**Stored items**

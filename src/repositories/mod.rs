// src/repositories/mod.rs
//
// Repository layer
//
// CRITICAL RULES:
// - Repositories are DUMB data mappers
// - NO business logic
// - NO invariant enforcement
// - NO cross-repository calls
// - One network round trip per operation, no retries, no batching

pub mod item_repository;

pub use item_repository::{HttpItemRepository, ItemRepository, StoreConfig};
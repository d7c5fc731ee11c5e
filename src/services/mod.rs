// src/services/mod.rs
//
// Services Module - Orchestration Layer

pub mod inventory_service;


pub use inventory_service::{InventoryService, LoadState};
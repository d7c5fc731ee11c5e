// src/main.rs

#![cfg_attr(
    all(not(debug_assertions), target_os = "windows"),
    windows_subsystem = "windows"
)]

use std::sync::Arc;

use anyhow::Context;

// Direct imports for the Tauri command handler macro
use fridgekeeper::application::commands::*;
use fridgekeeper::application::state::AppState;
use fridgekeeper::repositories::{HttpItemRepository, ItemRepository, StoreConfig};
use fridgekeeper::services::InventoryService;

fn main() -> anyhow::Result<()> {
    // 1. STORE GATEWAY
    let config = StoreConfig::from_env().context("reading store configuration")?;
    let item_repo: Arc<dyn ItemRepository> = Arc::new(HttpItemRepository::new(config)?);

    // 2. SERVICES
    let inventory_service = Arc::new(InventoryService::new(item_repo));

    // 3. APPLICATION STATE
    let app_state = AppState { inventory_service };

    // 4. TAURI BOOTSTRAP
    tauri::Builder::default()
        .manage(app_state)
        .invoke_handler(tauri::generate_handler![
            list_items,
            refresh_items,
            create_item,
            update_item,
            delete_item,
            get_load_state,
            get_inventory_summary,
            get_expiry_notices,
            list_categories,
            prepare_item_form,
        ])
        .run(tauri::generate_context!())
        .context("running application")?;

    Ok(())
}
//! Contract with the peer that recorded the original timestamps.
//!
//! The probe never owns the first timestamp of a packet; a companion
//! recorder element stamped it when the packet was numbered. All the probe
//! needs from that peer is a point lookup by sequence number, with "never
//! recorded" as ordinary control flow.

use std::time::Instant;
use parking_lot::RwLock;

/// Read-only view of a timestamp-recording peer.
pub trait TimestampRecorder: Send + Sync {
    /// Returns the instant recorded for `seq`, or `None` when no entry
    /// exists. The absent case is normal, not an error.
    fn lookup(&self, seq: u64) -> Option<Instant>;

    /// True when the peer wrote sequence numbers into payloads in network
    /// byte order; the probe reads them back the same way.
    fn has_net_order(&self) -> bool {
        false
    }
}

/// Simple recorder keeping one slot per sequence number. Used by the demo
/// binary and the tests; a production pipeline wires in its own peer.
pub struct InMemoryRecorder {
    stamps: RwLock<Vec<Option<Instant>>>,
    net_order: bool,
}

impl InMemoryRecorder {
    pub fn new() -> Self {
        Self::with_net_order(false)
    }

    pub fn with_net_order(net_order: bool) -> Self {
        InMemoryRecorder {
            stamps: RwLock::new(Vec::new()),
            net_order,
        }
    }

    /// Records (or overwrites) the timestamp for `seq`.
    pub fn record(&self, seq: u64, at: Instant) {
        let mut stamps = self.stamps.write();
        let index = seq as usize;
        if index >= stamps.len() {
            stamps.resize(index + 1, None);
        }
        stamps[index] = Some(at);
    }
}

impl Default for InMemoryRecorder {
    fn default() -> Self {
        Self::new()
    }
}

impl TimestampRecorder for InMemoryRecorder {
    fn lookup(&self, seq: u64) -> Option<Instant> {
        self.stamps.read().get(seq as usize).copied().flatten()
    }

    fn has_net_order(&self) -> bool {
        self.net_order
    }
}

--

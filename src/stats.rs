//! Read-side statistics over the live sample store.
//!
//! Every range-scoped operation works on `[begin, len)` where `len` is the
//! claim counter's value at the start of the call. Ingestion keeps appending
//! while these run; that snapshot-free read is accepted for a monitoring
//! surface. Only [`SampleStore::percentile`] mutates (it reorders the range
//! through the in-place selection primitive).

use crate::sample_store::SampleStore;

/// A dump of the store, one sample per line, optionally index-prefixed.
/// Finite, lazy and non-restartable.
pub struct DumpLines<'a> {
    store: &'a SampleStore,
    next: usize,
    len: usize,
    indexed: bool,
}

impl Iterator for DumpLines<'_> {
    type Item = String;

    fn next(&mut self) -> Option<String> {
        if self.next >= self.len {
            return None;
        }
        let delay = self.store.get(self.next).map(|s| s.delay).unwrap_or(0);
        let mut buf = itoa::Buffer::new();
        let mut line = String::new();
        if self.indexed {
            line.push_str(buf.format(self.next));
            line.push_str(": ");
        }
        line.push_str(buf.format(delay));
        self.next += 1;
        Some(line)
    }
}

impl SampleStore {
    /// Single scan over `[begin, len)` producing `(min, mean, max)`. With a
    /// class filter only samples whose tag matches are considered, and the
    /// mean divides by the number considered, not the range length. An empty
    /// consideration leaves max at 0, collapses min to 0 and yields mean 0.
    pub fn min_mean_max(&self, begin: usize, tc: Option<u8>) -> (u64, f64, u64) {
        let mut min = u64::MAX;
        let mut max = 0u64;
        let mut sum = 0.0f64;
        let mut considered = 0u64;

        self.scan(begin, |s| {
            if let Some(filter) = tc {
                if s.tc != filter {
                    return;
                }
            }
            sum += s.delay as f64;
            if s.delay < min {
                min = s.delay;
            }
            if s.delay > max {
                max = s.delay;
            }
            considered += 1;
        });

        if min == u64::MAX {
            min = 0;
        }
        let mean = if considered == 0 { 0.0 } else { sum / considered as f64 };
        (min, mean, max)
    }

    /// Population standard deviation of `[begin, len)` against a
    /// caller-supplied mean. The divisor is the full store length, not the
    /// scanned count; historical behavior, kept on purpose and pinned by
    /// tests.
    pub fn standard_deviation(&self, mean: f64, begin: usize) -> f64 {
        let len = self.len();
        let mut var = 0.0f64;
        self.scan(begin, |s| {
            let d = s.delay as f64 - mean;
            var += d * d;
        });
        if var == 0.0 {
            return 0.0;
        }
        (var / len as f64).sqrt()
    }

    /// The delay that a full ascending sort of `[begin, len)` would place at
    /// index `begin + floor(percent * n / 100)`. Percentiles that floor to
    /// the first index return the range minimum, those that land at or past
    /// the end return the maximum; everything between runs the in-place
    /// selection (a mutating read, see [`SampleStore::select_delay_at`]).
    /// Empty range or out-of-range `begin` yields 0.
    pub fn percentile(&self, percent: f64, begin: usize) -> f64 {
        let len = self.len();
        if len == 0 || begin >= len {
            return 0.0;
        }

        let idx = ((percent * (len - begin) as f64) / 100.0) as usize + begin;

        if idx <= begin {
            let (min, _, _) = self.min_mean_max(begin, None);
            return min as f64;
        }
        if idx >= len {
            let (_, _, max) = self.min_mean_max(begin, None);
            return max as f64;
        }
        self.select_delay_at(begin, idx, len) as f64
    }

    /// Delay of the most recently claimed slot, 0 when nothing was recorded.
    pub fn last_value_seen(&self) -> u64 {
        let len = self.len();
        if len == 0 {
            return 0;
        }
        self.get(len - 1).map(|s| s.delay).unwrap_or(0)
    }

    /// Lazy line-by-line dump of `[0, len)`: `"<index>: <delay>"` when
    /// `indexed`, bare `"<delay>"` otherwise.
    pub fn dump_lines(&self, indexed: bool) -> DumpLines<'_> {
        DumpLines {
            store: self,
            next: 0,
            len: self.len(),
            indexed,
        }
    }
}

**WHAT IS NEEDED**
The word "when" appears in some lines above. Return every one of those lines.

**SOLUTION TO THE PROBLEM**
//! recorder element stamped it when the packet was numbered. All the probe
    /// Returns the instant recorded for `seq`, or `None` when no entry
    /// True when the peer wrote sequence numbers into payloads in network
    /// Delay of the most recently claimed slot, 0 when nothing was recorded.
    /// Lazy line-by-line dump of `[0, len)`: `"<index>: <delay>"` when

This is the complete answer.